What this task involves
For the material below, count each line where the string "VariantKind" appears, then return the total alone.

** The data follows **

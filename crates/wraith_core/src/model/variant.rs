//! Variant payloads and their editors.
//!
//! Editors borrow the payload and the owning model's dirty set at the
//! same time, so every variant setter marks its property without going
//! back through the model.

use wraith_shared::constants::{
    DEFAULT_LINE_WIDTH, DEFAULT_TEXT_BACKGROUND, DEFAULT_TEXT_OPACITY, TEXT_FLAG_ALIGN_LEFT,
    TEXT_FLAG_ALIGN_RIGHT, TEXT_FLAG_DEFAULT_BACKGROUND, TEXT_FLAG_SEE_THROUGH, TEXT_FLAG_SHADOW,
};
use wraith_shared::property::VariantKind;
use wraith_shared::{Color, PropertyId, TextAlignment, ViewTransform};

use super::DirtySet;
use crate::host::HostTypes;

/// Variant-specific state of a model.
#[derive(Clone, Debug)]
pub enum ModelKind<H: HostTypes> {
    /// Block-shaped model.
    Block(BlockModel<H>),
    /// Item-shaped model.
    Item(ItemModel<H>),
    /// Text model.
    Text(TextModel<H>),
}

impl<H: HostTypes> ModelKind<H> {
    /// Variant tag.
    #[must_use]
    pub const fn variant(&self) -> VariantKind {
        match self {
            Self::Block(_) => VariantKind::Block,
            Self::Item(_) => VariantKind::Item,
            Self::Text(_) => VariantKind::Text,
        }
    }
}

// =============================================================================
// BLOCK
// =============================================================================

/// Displays a block state.
#[derive(Clone, Debug)]
pub struct BlockModel<H: HostTypes> {
    block: H::BlockState,
}

impl<H: HostTypes> BlockModel<H> {
    /// Creates a block payload.
    #[must_use]
    pub fn new(block: H::BlockState) -> Self {
        Self { block }
    }

    /// Displayed block state.
    #[must_use]
    pub fn block(&self) -> &H::BlockState {
        &self.block
    }
}

impl<H: HostTypes> Default for BlockModel<H> {
    fn default() -> Self {
        Self::new(H::BlockState::default())
    }
}

/// Mutable view of a block model.
pub struct BlockEditor<'a, H: HostTypes> {
    payload: &'a mut BlockModel<H>,
    dirty: &'a mut DirtySet,
}

impl<'a, H: HostTypes> BlockEditor<'a, H> {
    pub(crate) fn new(payload: &'a mut BlockModel<H>, dirty: &'a mut DirtySet) -> Self {
        Self { payload, dirty }
    }

    /// Displayed block state.
    #[must_use]
    pub fn block(&self) -> &H::BlockState {
        &self.payload.block
    }

    /// Replaces the block state.
    pub fn set_block(&mut self, block: H::BlockState) -> &mut Self {
        self.payload.block = block;
        self.dirty.mark(PropertyId::BlockState);
        self
    }
}

// =============================================================================
// ITEM
// =============================================================================

/// Displays an item stack.
#[derive(Clone, Debug)]
pub struct ItemModel<H: HostTypes> {
    item: H::ItemStack,
    view: ViewTransform,
}

impl<H: HostTypes> ItemModel<H> {
    /// Creates an item payload with no view transform.
    #[must_use]
    pub fn new(item: H::ItemStack) -> Self {
        Self {
            item,
            view: ViewTransform::None,
        }
    }

    /// Displayed stack.
    #[must_use]
    pub fn item(&self) -> &H::ItemStack {
        &self.item
    }

    /// Display transform.
    #[must_use]
    pub const fn view_transform(&self) -> ViewTransform {
        self.view
    }
}

impl<H: HostTypes> Default for ItemModel<H> {
    fn default() -> Self {
        Self::new(H::ItemStack::default())
    }
}

/// Mutable view of an item model.
pub struct ItemEditor<'a, H: HostTypes> {
    payload: &'a mut ItemModel<H>,
    dirty: &'a mut DirtySet,
}

impl<'a, H: HostTypes> ItemEditor<'a, H> {
    pub(crate) fn new(payload: &'a mut ItemModel<H>, dirty: &'a mut DirtySet) -> Self {
        Self { payload, dirty }
    }

    /// Displayed stack.
    #[must_use]
    pub fn item(&self) -> &H::ItemStack {
        &self.payload.item
    }

    /// Display transform.
    #[must_use]
    pub fn view_transform(&self) -> ViewTransform {
        self.payload.view
    }

    /// Replaces the stack.
    pub fn set_item(&mut self, item: H::ItemStack) -> &mut Self {
        self.payload.item = item;
        self.dirty.mark(PropertyId::ItemStack);
        self
    }

    /// Replaces the display transform.
    pub fn set_view_transform(&mut self, view: ViewTransform) -> &mut Self {
        self.payload.view = view;
        self.dirty.mark(PropertyId::ItemView);
        self
    }

    /// Raw model, no display transform.
    pub fn no_view_transform(&mut self) -> &mut Self {
        self.set_view_transform(ViewTransform::None)
    }

    /// Left hand, third person.
    pub fn third_person_left_view(&mut self) -> &mut Self {
        self.set_view_transform(ViewTransform::ThirdPersonLeft)
    }

    /// Right hand, third person.
    pub fn third_person_right_view(&mut self) -> &mut Self {
        self.set_view_transform(ViewTransform::ThirdPersonRight)
    }

    /// Left hand, first person.
    pub fn first_person_left_view(&mut self) -> &mut Self {
        self.set_view_transform(ViewTransform::FirstPersonLeft)
    }

    /// Right hand, first person.
    pub fn first_person_right_view(&mut self) -> &mut Self {
        self.set_view_transform(ViewTransform::FirstPersonRight)
    }

    /// Worn on the head.
    pub fn head_view(&mut self) -> &mut Self {
        self.set_view_transform(ViewTransform::Head)
    }

    /// Inventory slot.
    pub fn gui_view(&mut self) -> &mut Self {
        self.set_view_transform(ViewTransform::Gui)
    }

    /// Dropped item.
    pub fn ground_view(&mut self) -> &mut Self {
        self.set_view_transform(ViewTransform::Ground)
    }

    /// Item frame.
    pub fn fixed_view(&mut self) -> &mut Self {
        self.set_view_transform(ViewTransform::Fixed)
    }
}

// =============================================================================
// TEXT
// =============================================================================

/// Displays rich text.
#[derive(Clone, Debug)]
pub struct TextModel<H: HostTypes> {
    text: H::Text,
    line_width: i32,
    background: Color,
    opacity: i8,
    shadow: bool,
    see_through: bool,
    default_background: bool,
    alignment: TextAlignment,
}

impl<H: HostTypes> TextModel<H> {
    /// Creates a text payload with client defaults.
    #[must_use]
    pub fn new(text: H::Text) -> Self {
        Self {
            text,
            line_width: DEFAULT_LINE_WIDTH,
            background: Color::from_argb(DEFAULT_TEXT_BACKGROUND),
            opacity: DEFAULT_TEXT_OPACITY,
            shadow: false,
            see_through: false,
            default_background: false,
            alignment: TextAlignment::Center,
        }
    }

    /// Text component.
    #[must_use]
    pub fn text(&self) -> &H::Text {
        &self.text
    }

    /// Wrap width.
    #[must_use]
    pub const fn line_width(&self) -> i32 {
        self.line_width
    }

    /// Background color.
    #[must_use]
    pub const fn background_color(&self) -> Color {
        self.background
    }

    /// Raw opacity byte. `-1` is fully opaque.
    #[must_use]
    pub const fn text_opacity(&self) -> i8 {
        self.opacity
    }

    /// Drop shadow.
    #[must_use]
    pub const fn has_shadow(&self) -> bool {
        self.shadow
    }

    /// Rendered through blocks.
    #[must_use]
    pub const fn is_see_through(&self) -> bool {
        self.see_through
    }

    /// Uses the client's default background.
    #[must_use]
    pub const fn uses_default_background(&self) -> bool {
        self.default_background
    }

    /// Alignment.
    #[must_use]
    pub const fn alignment(&self) -> TextAlignment {
        self.alignment
    }

    /// Packs the style flags byte.
    #[must_use]
    pub const fn style_flags(&self) -> i8 {
        let mut flags = 0;
        if self.shadow {
            flags |= TEXT_FLAG_SHADOW;
        }
        if self.see_through {
            flags |= TEXT_FLAG_SEE_THROUGH;
        }
        if self.default_background {
            flags |= TEXT_FLAG_DEFAULT_BACKGROUND;
        }
        match self.alignment {
            TextAlignment::Center => {}
            TextAlignment::Left => flags |= TEXT_FLAG_ALIGN_LEFT,
            TextAlignment::Right => flags |= TEXT_FLAG_ALIGN_RIGHT,
        }
        flags
    }
}

impl<H: HostTypes> Default for TextModel<H> {
    fn default() -> Self {
        Self::new(H::Text::default())
    }
}

/// Mutable view of a text model.
pub struct TextEditor<'a, H: HostTypes> {
    payload: &'a mut TextModel<H>,
    dirty: &'a mut DirtySet,
}

impl<'a, H: HostTypes> TextEditor<'a, H> {
    pub(crate) fn new(payload: &'a mut TextModel<H>, dirty: &'a mut DirtySet) -> Self {
        Self { payload, dirty }
    }

    /// Read-only view of the payload.
    #[must_use]
    pub fn get(&self) -> &TextModel<H> {
        self.payload
    }

    /// Replaces the text.
    pub fn set_text(&mut self, text: H::Text) -> &mut Self {
        self.payload.text = text;
        self.dirty.mark(PropertyId::Text);
        self
    }

    /// Sets the wrap width.
    pub fn set_line_width(&mut self, width: i32) -> &mut Self {
        self.payload.line_width = width;
        self.dirty.mark(PropertyId::LineWidth);
        self
    }

    /// Sets the background color.
    pub fn set_background_color(&mut self, color: Color) -> &mut Self {
        self.payload.background = color;
        self.dirty.mark(PropertyId::BackgroundColor);
        self
    }

    /// Sets the raw opacity byte. Any value is accepted.
    pub fn set_text_opacity(&mut self, opacity: i8) -> &mut Self {
        self.payload.opacity = opacity;
        self.dirty.mark(PropertyId::TextOpacity);
        self
    }

    /// Toggles the drop shadow.
    pub fn set_shadow(&mut self, shadow: bool) -> &mut Self {
        self.payload.shadow = shadow;
        self.dirty.mark(PropertyId::TextStyle);
        self
    }

    /// Toggles rendering through blocks.
    pub fn set_see_through(&mut self, see_through: bool) -> &mut Self {
        self.payload.see_through = see_through;
        self.dirty.mark(PropertyId::TextStyle);
        self
    }

    /// Toggles the client's default background.
    pub fn set_default_background(&mut self, default_background: bool) -> &mut Self {
        self.payload.default_background = default_background;
        self.dirty.mark(PropertyId::TextStyle);
        self
    }

    /// Sets the alignment.
    pub fn set_alignment(&mut self, alignment: TextAlignment) -> &mut Self {
        self.payload.alignment = alignment;
        self.dirty.mark(PropertyId::TextStyle);
        self
    }
}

** End of The data **

Response
5